The constructors’ championship position that Force India regularly achieved, finishing fourth in both 2016 and 2017, was the clearest measure of that overperformance. They were regularly ahead of Renault, McLaren and other teams with considerably greater financial firepower, a fact that generated both admiration and, in certain quarters, quiet discomfort about what the midfield’s established names were doing with their larger resources.
The collapse
The financial difficulties that had been gathering around Force India through 2017 and into 2018 came to a head during the summer of 2018. The team’s cash flow problems became critical, with suppliers and staff owed significant sums, and in July a consortium led by Lawrence Stroll moved to acquire the operation through an administration process.
The team re-entered the championship as Racing Point Force India for the remainder of 2018, with the Force India name retained temporarily for commercial reasons before disappearing entirely. The following season they became Racing Point, and by 2021 the project had been rebranded again as Aston Martin, with substantial new investment and significantly different ambitions.
The people who had built Force India into a consistent top-five constructor were largely scattered by the change of ownership and direction. The institutional knowledge, the culture and the particular identity of the team dissolved in ways that a simple rebrand could not preserve.
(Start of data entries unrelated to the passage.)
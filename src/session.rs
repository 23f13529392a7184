//! The session controller: the one owner of selected inputs and their results.
//!
//! ```text
//!   select ──▶ inputs ──run──▶ results ──download──▶ files
//!     ▲           │                │
//!     └─ remove ──┘                └─ summary
//!            reset clears both
//! ```
//!
//! Under the abort policy results line up index-for-index with inputs, so any
//! change to the inputs (a new selection, a removal) drops stale results.
//! Every run gets a fresh run ID and [`CancelToken`]; `reset` cancels the
//! outstanding one.

use crate::imaging::{CompressionSettings, ImageBackend};
use crate::inputs::Candidate;
use crate::naming::batch_filenames;
use crate::pipeline::{
    CancelToken, ItemFailure, PipelineError, PipelineEvent, RunOptions, transcode_batch,
};
use crate::report::BatchSummary;
use crate::types::{CompressedResult, InputImage};
use crate::validation::{ValidationError, validate_candidate};
use std::fs;
use std::path::{Path, PathBuf};
use std::sync::mpsc::Sender;
use thiserror::Error;
use tracing::{debug, info, warn};

#[derive(Error, Debug)]
pub enum SessionError {
    #[error("No item at index {index} (have {len})")]
    NotFound { index: usize, len: usize },
    #[error("No images selected")]
    NoInputs,
    #[error(transparent)]
    Pipeline(#[from] PipelineError),
    #[error("IO error: {0}")]
    Io(#[from] std::io::Error),
}

/// What a call to [`Session::select`] accepted and rejected.
#[derive(Debug, Default)]
pub struct SelectionReport {
    pub accepted: Vec<String>,
    pub rejected: Vec<ValidationError>,
}

impl SelectionReport {
    /// True when the selection replaced the session's inputs.
    pub fn replaced(&self) -> bool {
        !self.accepted.is_empty()
    }
}

#[derive(Debug)]
pub struct Session {
    inputs: Vec<InputImage>,
    results: Vec<CompressedResult>,
    failures: Vec<ItemFailure>,
    max_file_size: u64,
    next_run: u64,
    current: CancelToken,
}

impl Default for Session {
    fn default() -> Self {
        Self::new(crate::validation::MAX_INPUT_BYTES)
    }
}

impl Session {
    pub fn new(max_file_size: u64) -> Self {
        Self {
            inputs: Vec::new(),
            results: Vec::new(),
            failures: Vec::new(),
            max_file_size,
            next_run: 2,
            current: CancelToken::new(1),
        }
    }

    pub fn inputs(&self) -> &[InputImage] {
        &self.inputs
    }

    pub fn results(&self) -> &[CompressedResult] {
        &self.results
    }

    /// Failures from the last run under the skip policy.
    pub fn failures(&self) -> &[ItemFailure] {
        &self.failures
    }

    /// Validate and load candidates.
    ///
    /// When at least one is accepted the input batch is replaced wholesale
    /// and previous results are dropped. When none is, the session is left
    /// untouched.
    pub fn select(&mut self, candidates: Vec<Candidate>) -> SelectionReport {
        let mut report = SelectionReport::default();
        let mut accepted = Vec::new();

        for candidate in candidates {
            let checked = validate_candidate(
                &candidate.name,
                &candidate.media_type,
                candidate.size,
                self.max_file_size,
            )
            .and_then(|()| candidate.read());
            match checked {
                Ok(input) => {
                    report.accepted.push(input.name.clone());
                    accepted.push(input);
                }
                Err(err) => {
                    warn!(name = err.name(), error = %err, "rejected");
                    report.rejected.push(err);
                }
            }
        }

        if report.replaced() {
            info!(count = accepted.len(), "selection replaced");
            self.inputs = accepted;
            self.clear_results();
        }
        report
    }

    /// Remove one input. Results are dropped since indices shift.
    pub fn remove(&mut self, index: usize) -> Result<InputImage, SessionError> {
        if index >= self.inputs.len() {
            return Err(SessionError::NotFound {
                index,
                len: self.inputs.len(),
            });
        }
        self.clear_results();
        Ok(self.inputs.remove(index))
    }

    /// A handle that cancels the next run between items.
    ///
    /// Take it before calling [`run`](Self::run) and move it to another
    /// thread to stop a run in flight.
    pub fn cancel_token(&self) -> CancelToken {
        self.current.clone()
    }

    /// Compress every input with one settings snapshot.
    ///
    /// On failure the previous results are gone and the error is returned;
    /// the session stays ready for another run.
    pub fn run<B: ImageBackend>(
        &mut self,
        backend: &B,
        settings: &CompressionSettings,
        options: &RunOptions,
        progress: Option<Sender<PipelineEvent>>,
    ) -> Result<&[CompressedResult], SessionError> {
        if self.inputs.is_empty() {
            return Err(SessionError::NoInputs);
        }
        let settings = settings.clone();
        let token = self.start_run();
        self.clear_results();

        match transcode_batch(backend, &self.inputs, &settings, options, &token, progress) {
            Ok(outcome) => {
                self.results = outcome.results;
                self.failures = outcome.failures;
                Ok(&self.results)
            }
            Err(err) => {
                // Root cause stays in the log; callers show a generic notice
                let stage = match &err {
                    PipelineError::Item { source, .. } => source.stage(),
                    PipelineError::Cancelled { .. } => "cancelled",
                    PipelineError::ThreadPool(_) => "setup",
                };
                warn!(run_id = token.run_id(), stage, error = %err, "run failed");
                Err(err.into())
            }
        }
    }

    /// Hand the current token to a run and line up a fresh one for the next.
    fn start_run(&mut self) -> CancelToken {
        let next = CancelToken::new(self.next_run);
        self.next_run += 1;
        std::mem::replace(&mut self.current, next)
    }

    pub fn result(&self, index: usize) -> Result<&CompressedResult, SessionError> {
        self.results.get(index).ok_or(SessionError::NotFound {
            index,
            len: self.results.len(),
        })
    }

    /// Download filenames for the current results, unique within the batch.
    pub fn output_names(&self) -> Vec<String> {
        batch_filenames(
            self.results
                .iter()
                .map(|r| (r.original_name.as_str(), r.media_type.as_str())),
        )
    }

    /// Write one result into `dir` under the name [`download_all`](Self::download_all)
    /// would give it.
    pub fn download(&self, index: usize, dir: &Path) -> Result<PathBuf, SessionError> {
        let result = self.result(index)?;
        let mut names = self.output_names();
        write_result(result, dir, &names.swap_remove(index))
    }

    /// Write every result into `dir`, in order.
    ///
    /// Results that would share a filename are numbered, so none overwrites
    /// another.
    pub fn download_all(&self, dir: &Path) -> Result<Vec<PathBuf>, SessionError> {
        self.results
            .iter()
            .zip(self.output_names())
            .map(|(r, name)| write_result(r, dir, &name))
            .collect()
    }

    pub fn summary(&self) -> Option<BatchSummary> {
        BatchSummary::from_results(&self.results)
    }

    /// Drop everything and cancel the outstanding run token.
    pub fn reset(&mut self) {
        self.current.cancel();
        self.current = CancelToken::new(self.next_run);
        self.next_run += 1;
        self.inputs.clear();
        self.clear_results();
        info!("session reset");
    }

    fn clear_results(&mut self) {
        self.results.clear();
        self.failures.clear();
    }
}

fn write_result(
    result: &CompressedResult,
    dir: &Path,
    file_name: &str,
) -> Result<PathBuf, SessionError> {
    fs::create_dir_all(dir)?;
    let path = dir.join(file_name);
    fs::write(&path, &result.data)?;
    debug!(path = %path.display(), bytes = result.data.len(), "written");
    Ok(path)
}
Pérez and the team that shaped him
For Pérez, Force India had been the platform on which his Formula 1 career was rebuilt after a difficult year at McLaren in 2013. He had joined Force India in 2014 and spent five seasons there, becoming the team’s most important driver and its most consistent points scorer. The relationship between the Mexican and the team was genuinely close, built on mutual reliance and a shared experience of achieving things that larger teams took for granted.
Sergio Pérez Mendoza
- Races (starts):283
- Wins:6
- Podiums:39
- Pole positions:3
- Fastest laps:12
- Driver of the Day:14
- World titles:0
- Points (total):1638
Data source: F1DB (GitHub)
His departure when the team collapsed into administration was not straightforward. Pérez was among the creditors owed money by the old entity, and his transition into the Racing Point structure carried the particular awkwardness of a driver watching the team he had helped build disappear legally even as the cars continued to appear on the grid.
The Baku podium, taken that April afternoon, was the last time Pérez stood on the top step in Force India colours. It was a fitting final image: a quick car, an intelligent race, a result that defied what the budget should have allowed. That had always been the Force India story, and Baku 2018 closed it with exactly the kind of result that had defined it.
FAQ
How many Formula 1 podiums did Force India achieve in total?
Force India took six World Championship podiums across their history, with Sergio Pérez responsible for the majority of them.
What happened to Force India after the 2018 season?
The team was placed into administration during the 2018 season and acquired by a consortium led by Lawrence Stroll. It was renamed Racing Point for 2019 and subsequently rebranded as Aston Martin from the 2021 season onwards.
Did Sergio Pérez stay with the team after it became Racing Point?
Yes. Pérez remained with the team through the Racing Point years, leaving at the end of 2020 when he was replaced by Sebastian Vettel as part of the transition to the Aston Martin identity. He subsequently joined Red Bull Racing for 2021.